Reputation: 99
Im making an API request to pull some articles bodies and ids. I would like to pull them into an excel file where on the first column the id's are displayed and on the next column the corresponding bodies are displayed.
I managed to bring it this far but for some reason the formatting in excel is not right. There is a lot of data that I'm trying to pull here but I would want to display each one of them in it's separate cell.
Can I specifically ask my script to transpose the data automatically?
import requests
import csv
import unicodedata
import getpass
import xlsxwriter
url = 'https://.../articles.json'
workbook = xlsxwriter.Workbook('bodies.xlsx')

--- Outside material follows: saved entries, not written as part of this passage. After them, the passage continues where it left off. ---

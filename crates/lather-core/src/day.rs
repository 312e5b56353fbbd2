//! The canonical ledger key.
//!
//! A [`Day`] is a calendar date with no time or zone attached. Timestamps are
//! normalized by taking their date in whatever zone they carry, so callers
//! pass `DateTime<Local>` to get the user's local calendar day.

use std::fmt;
use std::str::FromStr;

use chrono::{DateTime, Datelike, NaiveDate, TimeZone};
use serde::{Deserialize, Deserializer, Serialize, Serializer};

use crate::errors::CoreError;

/// Canonical string layout of a [`Day`].
pub const DAY_FORMAT: &str = "%Y-%m-%d";

/// A calendar day, rendered and stored as `YYYY-MM-DD`.
///
/// Two timestamps that fall on the same local date produce equal `Day`s;
/// this is the only equality the ledger uses.
#[derive(Debug, Clone, Copy, PartialEq, Eq, PartialOrd, Ord, Hash)]
pub struct Day(NaiveDate);

impl Day {
    #[must_use]
    pub const fn new(date: NaiveDate) -> Self {
        Self(date)
    }

    /// Build a day from year/month/day components.
    ///
    /// # Errors
    ///
    /// Returns [`CoreError::InvalidDay`] if the components do not form a real date.
    pub fn from_ymd(year: i32, month: u32, day: u32) -> Result<Self, CoreError> {
        NaiveDate::from_ymd_opt(year, month, day)
            .map(Self)
            .ok_or_else(|| CoreError::InvalidDay(format!("{year:04}-{month:02}-{day:02}")))
    }

    /// Normalize a timestamp to its calendar day in the timestamp's own zone.
    #[must_use]
    pub fn from_datetime<Tz: TimeZone>(at: &DateTime<Tz>) -> Self {
        Self(at.date_naive())
    }

    #[must_use]
    pub const fn date(self) -> NaiveDate {
        self.0
    }

    #[must_use]
    pub fn year(self) -> i32 {
        self.0.year()
    }

    #[must_use]
    pub fn month(self) -> u32 {
        self.0.month()
    }
}

impl From<NaiveDate> for Day {
    fn from(date: NaiveDate) -> Self {
        Self(date)
    }
}

impl fmt::Display for Day {
    fn fmt(&self, f: &mut fmt::Formatter<'_>) -> fmt::Result {
        write!(f, "{}", self.0.format(DAY_FORMAT))
    }
}

impl FromStr for Day {
    type Err = CoreError;

    fn from_str(s: &str) -> Result<Self, Self::Err> {
        let trimmed = s.trim();
        // chrono accepts unpadded fields; the canonical form is always 10 chars.
        if trimmed.len() != 10 {
            return Err(CoreError::InvalidDay(s.to_string()));
        }
        NaiveDate::parse_from_str(trimmed, DAY_FORMAT)
            .map(Self)
            .map_err(|_| CoreError::InvalidDay(s.to_string()))
    }
}

impl Serialize for Day {
    fn serialize<S: Serializer>(&self, serializer: S) -> Result<S::Ok, S::Error> {
        serializer.collect_str(self)
    }
}

impl<'de> Deserialize<'de> for Day {
    fn deserialize<D: Deserializer<'de>>(deserializer: D) -> Result<Self, D::Error> {
        let raw = String::deserialize(deserializer)?;
        raw.parse().map_err(serde::de::Error::custom)
    }
}

#[cfg(test)]
mod tests {
    use chrono::{FixedOffset, Utc};
    use pretty_assertions::assert_eq;
    use rstest::rstest;

    use super::*;

    #[test]
    fn displays_zero_padded() {
        let day = Day::from_ymd(2024, 3, 1).unwrap();
        assert_eq!(day.to_string(), "2024-03-01");
    }

    #[rstest]
    #[case("2024-03-01")]
    #[case("1999-12-31")]
    #[case("2024-02-29")]
    fn parses_canonical_strings(#[case] raw: &str) {
        let day: Day = raw.parse().unwrap();
        assert_eq!(day.to_string(), raw);
    }

    #[rstest]
    #[case("2024-3-1")]
    #[case("2023-02-29")]
    #[case("03/01/2024")]
    #[case("")]
    #[case("2024-03-01T10:00:00")]
    fn rejects_non_canonical_strings(#[case] raw: &str) {
        assert!(matches!(raw.parse::<Day>(), Err(CoreError::InvalidDay(_))));
    }

    #[test]
    fn timestamps_on_same_local_date_are_equal() {
        let zone = FixedOffset::west_opt(5 * 3600).unwrap();
        let morning = zone.with_ymd_and_hms(2024, 3, 1, 0, 5, 0).unwrap();
        let night = zone.with_ymd_and_hms(2024, 3, 1, 23, 55, 0).unwrap();
        assert_eq!(Day::from_datetime(&morning), Day::from_datetime(&night));
    }

    #[test]
    fn normalization_uses_the_timestamps_zone() {
        // 02:00 UTC on the 2nd is still the 1st five hours west.
        let utc = Utc.with_ymd_and_hms(2024, 3, 2, 2, 0, 0).unwrap();
        let local = utc.with_timezone(&FixedOffset::west_opt(5 * 3600).unwrap());
        assert_eq!(Day::from_datetime(&utc).to_string(), "2024-03-02");
        assert_eq!(Day::from_datetime(&local).to_string(), "2024-03-01");
    }

    #[test]
    fn serializes_as_plain_string() {
        let day = Day::from_ymd(2024, 3, 1).unwrap();
        let json = serde_json::to_string(&day).unwrap();
        assert_eq!(json, "\"2024-03-01\"");
        let back: Day = serde_json::from_str(&json).unwrap();
        assert_eq!(back, day);
    }
}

worksheet = workbook.add_worksheet()
output_1 = []
output_2 = []
listOf = ([output_1],[output_2])
while url:
user = '[email protected]'
pwd = '1234'
response = requests.get(url, auth=(user, pwd))
data = response.json()
for article in data['articles']:
article_id = article['id']
body = article['body']
decode_1 = int(article_id)
decode_2 = unicodedata.normalize('NFKD', body)
output_1.append(decode_1)
output_1.append(decode_2)
print(data['next_page'])
url = 'https://.../articles.json' and data['next_page']
row = 0
col = 0
for output_1, output_2 in (listOf):
worksheet.write_row(row, col, output_1)
worksheet.write_column(col, col + 1, output_2)
col += 1
workbook.close()
Update:
So basically in my script I'm reading a json that looks something like this
"per_page": 30,
"previous_page": null,
"articles": [
{
"id": 360239848018,
"url": "https://.../articles/360239848018.json",
"html_url": "https://...",
"author_id": 5201232,
"body": "<div class....a lot of html" }
Upvotes: 1
Views: 911
Reputation: 3927
It looks like all the data that you are scraping with the code you've shared ends up in output_1
, while output_2
is empty.
Since you'd like to have the article_id
in one column and the content in another column, I would suggest to store the content in output_2
instead of output_1
.
Apart from that, you are using write_row()
on output_1
. As per documentation (emphasis mine):
Write a row of data starting from (row, col).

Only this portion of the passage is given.